* [What you are asked to do] Scan the material below and report how many lines include the string "sources"; nothing else belongs in the reply.

◇ ◇ ◇

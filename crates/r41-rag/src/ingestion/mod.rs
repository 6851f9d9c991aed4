//! Offline knowledge-base ingestion
//!
//! Walks the knowledge directory for markdown and text files, converts them
//! to plain text, chunks them, embeds every chunk (plus the FAQ rows) and
//! destructively replaces the persisted vector index.

mod chunker;
mod markdown;

pub use chunker::TextChunker;
pub use markdown::markdown_to_text;

use std::path::{Path, PathBuf};
use std::sync::Arc;
use walkdir::WalkDir;

use crate::config::IngestionConfig;
use crate::error::{Error, Result};
use crate::faq::FaqMatcher;
use crate::providers::{EmbeddingProvider, IndexedDocument, VectorStoreProvider};
use crate::types::{Document, FileType};

/// Texts embedded per provider call
const EMBED_BATCH_SIZE: usize = 16;

/// Summary of one ingestion run
#[derive(Debug, Clone, Default, PartialEq, Eq)]
pub struct IngestReport {
    pub files: usize,
    pub skipped_files: usize,
    pub chunks: usize,
    pub faq_rows: usize,
}

impl IngestReport {
    pub fn total_documents(&self) -> usize {
        self.chunks + self.faq_rows
    }
}

/// Builds the vector index from the knowledge directory
pub struct Ingestor {
    config: IngestionConfig,
    chunker: TextChunker,
    embedder: Arc<dyn EmbeddingProvider>,
    store: Arc<dyn VectorStoreProvider>,
}

impl Ingestor {
    pub fn new(
        config: IngestionConfig,
        embedder: Arc<dyn EmbeddingProvider>,
        store: Arc<dyn VectorStoreProvider>,
    ) -> Self {
        let chunker = TextChunker::new(config.chunk_size, config.chunk_overlap)
            .with_min_size(config.min_chunk_size);
        Self {
            config,
            chunker,
            embedder,
            store,
        }
    }

    /// Chunk every knowledge file under `dir`, in path order
    pub fn collect_documents(&self, dir: &Path) -> Result<(Vec<Document>, IngestReport)> {
        if !dir.is_dir() {
            return Err(Error::Config(format!(
                "Knowledge base directory not found: {}",
                dir.display()
            )));
        }

        let mut documents = Vec::new();
        let mut report = IngestReport::default();

        let walker = WalkDir::new(dir).sort_by_file_name().into_iter();
        for entry in walker {
            let entry = entry.map_err(|e| Error::Io(e.into()))?;
            if !entry.file_type().is_file() {
                continue;
            }
            let path = entry.path();
            let file_type = path
                .extension()
                .and_then(|e| e.to_str())
                .map(FileType::from_extension)
                .unwrap_or(FileType::Unknown);
            if !file_type.is_knowledge_source() {
                tracing::debug!("Skipping {}", path.display());
                report.skipped_files += 1;
                continue;
            }

            let raw = match std::fs::read_to_string(path) {
                Ok(raw) => raw,
                Err(e) => {
                    tracing::warn!("Skipping unreadable {}: {}", path.display(), e);
                    report.skipped_files += 1;
                    continue;
                }
            };

            let text = match file_type {
                FileType::Markdown => markdown_to_text(&raw),
                _ => raw,
            };
            let source_id = relative_source(dir, path);
            let chunks = self.chunker.chunk(&text);
            tracing::debug!("{}: {} chunks", source_id, chunks.len());

            for (index, chunk) in chunks.into_iter().enumerate() {
                let document = Document::new(chunk, source_id.clone())
                    .with_metadata("chunk_index", serde_json::json!(index))
                    .with_metadata("file_type", serde_json::json!(file_type));
                let hash = document.content_hash();
                documents.push(document.with_metadata("content_hash", serde_json::json!(hash)));
                report.chunks += 1;
            }
            report.files += 1;
        }

        Ok((documents, report))
    }

    /// Rebuild the index from the configured directory and optional FAQ table
    ///
    /// `on_progress(done, total)` is called after every embedding batch.
    pub async fn ingest<P>(&self, faq: Option<&FaqMatcher>, on_progress: P) -> Result<IngestReport>
    where
        P: Fn(usize, usize) + Send + Sync,
    {
        let (mut documents, mut report) = self.collect_documents(&self.config.knowledge_dir)?;

        if self.config.index_faq {
            if let Some(faq) = faq {
                documents.extend(faq.entries().iter().map(|e| e.to_document()));
                report.faq_rows = faq.len();
            }
        }

        if documents.is_empty() {
            tracing::warn!("Nothing to index; the vector index will be empty");
        }

        let total = documents.len();
        let mut entries = Vec::with_capacity(total);
        for batch in documents.chunks(EMBED_BATCH_SIZE) {
            let texts: Vec<String> = batch.iter().map(|d| d.content.clone()).collect();
            let embeddings = self.embedder.embed_batch(&texts).await?;
            if embeddings.len() != batch.len() {
                return Err(Error::embedding(format!(
                    "Expected {} embeddings, got {}",
                    batch.len(),
                    embeddings.len()
                )));
            }
            entries.extend(batch.iter().cloned().zip(embeddings).map(|(document, embedding)| {
                IndexedDocument { document, embedding }
            }));
            on_progress(entries.len(), total);
        }

        self.store.replace_all(entries).await?;

        tracing::info!(
            "Indexed {} chunks from {} files and {} FAQ rows ({} files skipped)",
            report.chunks,
            report.files,
            report.faq_rows,
            report.skipped_files
        );
        Ok(report)
    }
}

fn relative_source(root: &Path, path: &Path) -> String {
    path.strip_prefix(root)
        .map(Path::to_path_buf)
        .unwrap_or_else(|_| PathBuf::from(path))
        .to_string_lossy()
        .replace('\\', "/")
}

#[cfg(test)]
mod tests {
    use super::*;
    use crate::faq::FaqEntry;
    use crate::providers::LocalVectorStore;
    use async_trait::async_trait;
    use std::sync::atomic::{AtomicUsize, Ordering};
    use tempfile::tempdir;

    /// Embeds text as its length, enough to check plumbing
    struct LengthEmbedder;

    #[async_trait]
    impl EmbeddingProvider for LengthEmbedder {
        async fn embed(&self, text: &str) -> Result<Vec<f32>> {
            Ok(vec![text.len() as f32, 1.0])
        }

        fn dimensions(&self) -> usize {
            2
        }

        async fn health_check(&self) -> Result<bool> {
            Ok(true)
        }

        fn name(&self) -> &str {
            "length"
        }
    }

    fn write(dir: &Path, name: &str, contents: &str) {
        let path = dir.join(name);
        if let Some(parent) = path.parent() {
            std::fs::create_dir_all(parent).unwrap();
        }
        std::fs::write(path, contents).unwrap();
    }

    #[tokio::test]
    async fn test_ingest_replaces_index() {
        let kb = tempdir().unwrap();
        write(kb.path(), "about.md", "# About\n\nR41 is the robotics club of ENSAB, founded by students.");
        write(kb.path(), "events/2025.txt", "The robotics night takes place every December in the main hall.");
        write(kb.path(), "logo.png", "not text");

        let config = IngestionConfig {
            knowledge_dir: kb.path().to_path_buf(),
            ..Default::default()
        };
        let store = Arc::new(LocalVectorStore::in_memory(Vec::new()));
        let ingestor = Ingestor::new(config, Arc::new(LengthEmbedder), store.clone());
        let faq = FaqMatcher::new(vec![FaqEntry::new("What is R41?", "A student club.")]);

        let calls = AtomicUsize::new(0);
        let report = ingestor
            .ingest(Some(&faq), |_, _| {
                calls.fetch_add(1, Ordering::SeqCst);
            })
            .await
            .unwrap();

        assert_eq!(report.files, 2);
        assert_eq!(report.skipped_files, 1);
        assert_eq!(report.chunks, 2);
        assert_eq!(report.faq_rows, 1);
        assert_eq!(calls.load(Ordering::SeqCst), 1);

        let docs = store.documents().await.unwrap();
        let sources: Vec<&str> = docs.iter().map(|d| d.source_id.as_str()).collect();
        assert_eq!(sources, vec!["about.md", "events/2025.txt", "faq"]);
        assert!(docs[0].content.starts_with("About."));
        assert_eq!(docs[2].content, "Q: What is R41?\nA: A student club.");
        assert_eq!(
            docs[0].metadata["content_hash"],
            serde_json::json!(docs[0].content_hash())
        );
    }

    #[test]
    fn test_missing_directory() {
        let config = IngestionConfig {
            knowledge_dir: PathBuf::from("/definitely/not/here"),
            ..Default::default()
        };
        let ingestor = Ingestor::new(
            config.clone(),
            Arc::new(LengthEmbedder),
            Arc::new(LocalVectorStore::in_memory(Vec::new())),
        );
        assert!(ingestor.collect_documents(&config.knowledge_dir).is_err());
    }
}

◇ ◇ ◇

* [Exercise answer] 2